Assigned task >>
Reproduce the whole listing, keeping each word unchanged.
········
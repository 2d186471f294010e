use std::env;
use std::time::Duration;

use courier_actor_core_rs::actor::actor_system::ActorSystem;
use courier_actor_core_rs::actor::core::{Actor, ActorOptions};
use courier_actor_core_rs::actor::message::{Context, Payload};
use courier_actor_core_rs::actor::ActorError;
use tracing_subscriber::EnvFilter;

#[tokio::main]
async fn main() -> Result<(), ActorError> {
  let _ = env::set_var("RUST_LOG", "actor_request_response=info,courier_actor_core_rs=info");
  let _ = tracing_subscriber::fmt()
    .with_env_filter(EnvFilter::from_default_env())
    .try_init();

  let system = ActorSystem::new().await?;
  let echoer = Actor::new().react("ping", |ctx: Context| async move {
    let text = ctx.data_as::<String>().cloned().unwrap_or_default();
    ctx.self_ref().log_info(format!("received ping: {}", text));
    ctx
      .sender()
      .tell("pong", Some(Payload::new(text.to_uppercase())), ctx.self_ref())
      .await
  });
  let echoer = system.register_actor("echoer", echoer, ActorOptions::new()).await?;

  for word in ["hello", "world"] {
    let reply = echoer
      .ask("ping", Some(Payload::new(word.to_string())), Duration::from_secs(1))
      .await?;
    tracing::info!("reply = {:?}", reply);
  }

  system.shutdown().await
}
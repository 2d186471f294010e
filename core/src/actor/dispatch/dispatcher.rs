//! Delivery of envelopes into mailboxes and the per-actor receive loop.

use std::sync::Arc;

use tokio::sync::mpsc;
use tokio::sync::mpsc::error::SendError;

use crate::actor::actor_system::ActorSystem;
use crate::actor::core::{ActorCell, ActorOptions};
use crate::actor::message::{encode_envelope, Envelope};
use crate::actor::remote::TransportHandle;
use crate::actor::{ActorError, TransportError};

#[cfg(test)]
mod tests;

/// Everything needed to deliver to one actor, captured without holding the system lock.
#[derive(Debug, Clone)]
pub(crate) struct Route {
  name: String,
  options: ActorOptions,
  mailbox: Option<mpsc::Sender<Envelope>>,
  connection: Option<TransportHandle>,
}

impl Route {
  pub(crate) fn new(
    name: &str,
    options: ActorOptions,
    mailbox: Option<mpsc::Sender<Envelope>>,
    connection: Option<TransportHandle>,
  ) -> Self {
    Self {
      name: name.to_string(),
      options,
      mailbox,
      connection,
    }
  }

  pub(crate) fn name(&self) -> &str {
    &self.name
  }
}

/// Source of envelopes for a hosted actor's receive loop.
pub(crate) enum Inbox {
  Local(mpsc::Receiver<Envelope>),
  Remote {
    connection: TransportHandle,
    destination: String,
  },
}

pub(crate) async fn dispatch(route: &Route, envelope: Envelope) -> Result<(), ActorError> {
  tracing::debug!(
    "Dispatching {} from {} to {}",
    envelope.message_type(),
    envelope.sender(),
    envelope.receiver()
  );

  if !route.options.remote() {
    let mailbox = route
      .mailbox
      .as_ref()
      .ok_or_else(|| ActorError::MailboxClosed(route.name.clone()))?;
    return match mailbox.send(envelope).await {
      Ok(()) => {
        tracing::debug!("Envelope dispatched to local mailbox of {}", route.name);
        Ok(())
      }
      Err(SendError(envelope)) => {
        tracing::error!(
          "Dropped {} from {}: mailbox of {} is closed",
          envelope.message_type(),
          envelope.sender(),
          route.name
        );
        Err(ActorError::MailboxClosed(route.name.clone()))
      }
    };
  }

  let connection = route
    .connection
    .as_ref()
    .ok_or_else(|| TransportError::NotConnected(route.name.clone()))?;
  let frame = encode_envelope(&envelope).map_err(|e| {
    tracing::error!("Failed to encode {} for {}: {}", envelope.message_type(), route.name, e);
    e
  })?;
  connection.send(route.options.destination(), frame).await.map_err(|e| {
    tracing::error!("Failed to send {} to {}: {}", envelope.message_type(), route.name, e);
    ActorError::from(e)
  })?;
  tracing::debug!("Envelope dispatched to remote destination {}", route.options.destination());
  Ok(())
}

/// Drains the inbox of a hosted actor until it is closed.
///
/// Envelopes are handled one at a time, in arrival order.
pub(crate) async fn receive(system: ActorSystem, cell: Arc<ActorCell>, inbox: Inbox) {
  cell.activate();
  match inbox {
    Inbox::Local(mut mailbox) => {
      loop {
        tokio::select! {
          biased;
          _ = cell.token().cancelled() => break,
          received = mailbox.recv() => match received {
            Some(envelope) => {
              if let Err(e) = system.invoke_in(&cell, envelope).await {
                tracing::debug!("Invocation on {} ended with error: {}", cell.name(), e);
              }
            }
            None => break,
          },
        }
      }
      mailbox.close();
    }
    Inbox::Remote { connection, destination } => {
      tokio::select! {
        _ = cell.token().cancelled() => {}
        result = connection.receive(&destination, system.clone()) => {
          if let Err(e) = result {
            tracing::error!("Remote receiver of {} on {} stopped: {}", cell.name(), destination, e);
          }
        }
      }
    }
  }
  tracing::info!("Closing {} receiver", cell.name());
  cell.mark_closed();
}
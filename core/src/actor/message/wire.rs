use serde::{Deserialize, Serialize};

use crate::actor::core::ActorRef;
use crate::actor::message::{Envelope, Payload, TracingCarrier};
use crate::actor::ActorError;

/// JSON shape of an envelope crossing a transport. Actors travel by name only.
#[derive(Debug, Clone, PartialEq, Eq, Serialize, Deserialize)]
pub struct WireEnvelope {
  #[serde(rename = "messageType")]
  pub message_type: String,
  #[serde(default)]
  pub data: Option<String>,
  pub sender: String,
  #[serde(rename = "self")]
  pub receiver: String,
  #[serde(default, skip_serializing_if = "Option::is_none")]
  pub tracing: Option<TracingCarrier>,
}

impl WireEnvelope {
  pub fn from_envelope(envelope: &Envelope) -> Result<Self, ActorError> {
    let data = envelope.data().map(Payload::to_wire_string).transpose()?;
    Ok(Self {
      message_type: envelope.message_type().to_string(),
      data,
      sender: envelope.sender().name().to_string(),
      receiver: envelope.receiver().name().to_string(),
      tracing: envelope.carrier().cloned(),
    })
  }

  pub fn to_bytes(&self) -> Result<Vec<u8>, ActorError> {
    serde_json::to_vec(self).map_err(|e| ActorError::Encoding(e.to_string()))
  }

  pub fn from_bytes(bytes: &[u8]) -> Result<Self, ActorError> {
    serde_json::from_slice(bytes).map_err(|e| ActorError::Encoding(e.to_string()))
  }

  /// Rebuilds an envelope once both names were resolved. Data arrives as a `String` payload.
  pub fn into_envelope(self, sender: ActorRef, receiver: ActorRef) -> Envelope {
    Envelope::new(self.message_type, self.data.map(Payload::new), sender, receiver).with_carrier(self.tracing)
  }
}

pub fn encode_envelope(envelope: &Envelope) -> Result<Vec<u8>, ActorError> {
  WireEnvelope::from_envelope(envelope)?.to_bytes()
}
········
Solved problem >>
repository 2d186471f294010e
use std::env;
use std::time::Duration;

use courier_actor_core_rs::actor::actor_system::ActorSystem;
use courier_actor_core_rs::actor::core::{Actor, ActorOptions};
use courier_actor_core_rs::actor::message::{Context, Payload};
use courier_actor_core_rs::actor::ActorError;
use tracing_subscriber::EnvFilter;

#[tokio::main]
async fn main() -> Result<(), ActorError> {
  let _ = env::set_var("RUST_LOG", "actor_request_response=info,courier_actor_core_rs=info");
  let _ = tracing_subscriber::fmt()
    .with_env_filter(EnvFilter::from_default_env())
    .try_init();

  let system = ActorSystem::new().await?;
  let echoer = Actor::new().react("ping", |ctx: Context| async move {
    let text = ctx.data_as::<String>().cloned().unwrap_or_default();
    ctx.self_ref().log_info(format!("received ping: {}", text));
    ctx
      .sender()
      .tell("pong", Some(Payload::new(text.to_uppercase())), ctx.self_ref())
      .await
  });
  let echoer = system.register_actor("echoer", echoer, ActorOptions::new()).await?;

  for word in ["hello", "world"] {
    let reply = echoer
      .ask("ping", Some(Payload::new(word.to_string())), Duration::from_secs(1))
      .await?;
    tracing::info!("reply = {:?}", reply);
  }

  system.shutdown().await
}
repository 2d186471f294010e
filename core/src/actor/dispatch/dispatcher.rs
//! Delivery of envelopes into mailboxes and the per-actor receive loop.

use std::sync::Arc;

use tokio::sync::mpsc;
use tokio::sync::mpsc::error::SendError;

use crate::actor::actor_system::ActorSystem;
use crate::actor::core::{ActorCell, ActorOptions};
use crate::actor::message::{encode_envelope, Envelope};
use crate::actor::remote::TransportHandle;
use crate::actor::{ActorError, TransportError};

#[cfg(test)]
mod tests;

/// Everything needed to deliver to one actor, captured without holding the system lock.
#[derive(Debug, Clone)]
pub(crate) struct Route {
  name: String,
  options: ActorOptions,
  mailbox: Option<mpsc::Sender<Envelope>>,
  connection: Option<TransportHandle>,
}

impl Route {
  pub(crate) fn new(
    name: &str,
    options: ActorOptions,
    mailbox: Option<mpsc::Sender<Envelope>>,
    connection: Option<TransportHandle>,
  ) -> Self {
    Self {
      name: name.to_string(),
      options,
      mailbox,
      connection,
    }
  }

  pub(crate) fn name(&self) -> &str {
    &self.name
  }
}

/// Source of envelopes for a hosted actor's receive loop.
pub(crate) enum Inbox {
  Local(mpsc::Receiver<Envelope>),
  Remote {
    connection: TransportHandle,
    destination: String,
  },
}

pub(crate) async fn dispatch(route: &Route, envelope: Envelope) -> Result<(), ActorError> {
  tracing::debug!(
    "Dispatching {} from {} to {}",
    envelope.message_type(),
    envelope.sender(),
    envelope.receiver()
  );

  if !route.options.remote() {
    let mailbox = route
      .mailbox
      .as_ref()
      .ok_or_else(|| ActorError::MailboxClosed(route.name.clone()))?;
    return match mailbox.send(envelope).await {
      Ok(()) => {
        tracing::debug!("Envelope dispatched to local mailbox of {}", route.name);
        Ok(())
      }
      Err(SendError(envelope)) => {
        tracing::error!(
          "Dropped {} from {}: mailbox of {} is closed",
          envelope.message_type(),
          envelope.sender(),
          route.name
        );
        Err(ActorError::MailboxClosed(route.name.clone()))
      }
    };
  }

  let connection = route
    .connection
    .as_ref()
    .ok_or_else(|| TransportError::NotConnected(route.name.clone()))?;
  let frame = encode_envelope(&envelope).map_err(|e| {
    tracing::error!("Failed to encode {} for {}: {}", envelope.message_type(), route.name, e);
    e
  })?;
  connection.send(route.options.destination(), frame).await.map_err(|e| {
    tracing::error!("Failed to send {} to {}: {}", envelope.message_type(), route.name, e);
    ActorError::from(e)
  })?;
  tracing::debug!("Envelope dispatched to remote destination {}", route.options.destination());
  Ok(())
}

/// Drains the inbox of a hosted actor until it is closed.
///
/// Envelopes are handled one at a time, in arrival order.
pub(crate) async fn receive(system: ActorSystem, cell: Arc<ActorCell>, inbox: Inbox) {
  cell.activate();
  match inbox {
    Inbox::Local(mut mailbox) => {
      loop {
        tokio::select! {
          biased;
          _ = cell.token().cancelled() => break,
          received = mailbox.recv() => match received {
            Some(envelope) => {
              if let Err(e) = system.invoke_in(&cell, envelope).await {
                tracing::debug!("Invocation on {} ended with error: {}", cell.name(), e);
              }
            }
            None => break,
          },
        }
      }
      mailbox.close();
    }
    Inbox::Remote { connection, destination } => {
      tokio::select! {
        _ = cell.token().cancelled() => {}
        result = connection.receive(&destination, system.clone()) => {
          if let Err(e) = result {
            tracing::error!("Remote receiver of {} on {} stopped: {}", cell.name(), destination, e);
          }
        }
      }
    }
  }
  tracing::info!("Closing {} receiver", cell.name());
  cell.mark_closed();
}
filename core/src/actor/message/wire.rs
use serde::{Deserialize, Serialize};

use crate::actor::core::ActorRef;
use crate::actor::message::{Envelope, Payload, TracingCarrier};
use crate::actor::ActorError;

/// JSON shape of an envelope crossing a transport. Actors travel by name only.
#[derive(Debug, Clone, PartialEq, Eq, Serialize, Deserialize)]
pub struct WireEnvelope {
  #[serde(rename = "messageType")]
  pub message_type: String,
  #[serde(default)]
  pub data: Option<String>,
  pub sender: String,
  #[serde(rename = "self")]
  pub receiver: String,
  #[serde(default, skip_serializing_if = "Option::is_none")]
  pub tracing: Option<TracingCarrier>,
}

impl WireEnvelope {
  pub fn from_envelope(envelope: &Envelope) -> Result<Self, ActorError> {
    let data = envelope.data().map(Payload::to_wire_string).transpose()?;
    Ok(Self {
      message_type: envelope.message_type().to_string(),
      data,
      sender: envelope.sender().name().to_string(),
      receiver: envelope.receiver().name().to_string(),
      tracing: envelope.carrier().cloned(),
    })
  }

  pub fn to_bytes(&self) -> Result<Vec<u8>, ActorError> {
    serde_json::to_vec(self).map_err(|e| ActorError::Encoding(e.to_string()))
  }

  pub fn from_bytes(bytes: &[u8]) -> Result<Self, ActorError> {
    serde_json::from_slice(bytes).map_err(|e| ActorError::Encoding(e.to_string()))
  }

  /// Rebuilds an envelope once both names were resolved. Data arrives as a `String` payload.
  pub fn into_envelope(self, sender: ActorRef, receiver: ActorRef) -> Envelope {
    Envelope::new(self.message_type, self.data.map(Payload::new), sender, receiver).with_carrier(self.tracing)
  }
}

pub fn encode_envelope(envelope: &Envelope) -> Result<Vec<u8>, ActorError> {
  WireEnvelope::from_envelope(envelope)?.to_bytes()
}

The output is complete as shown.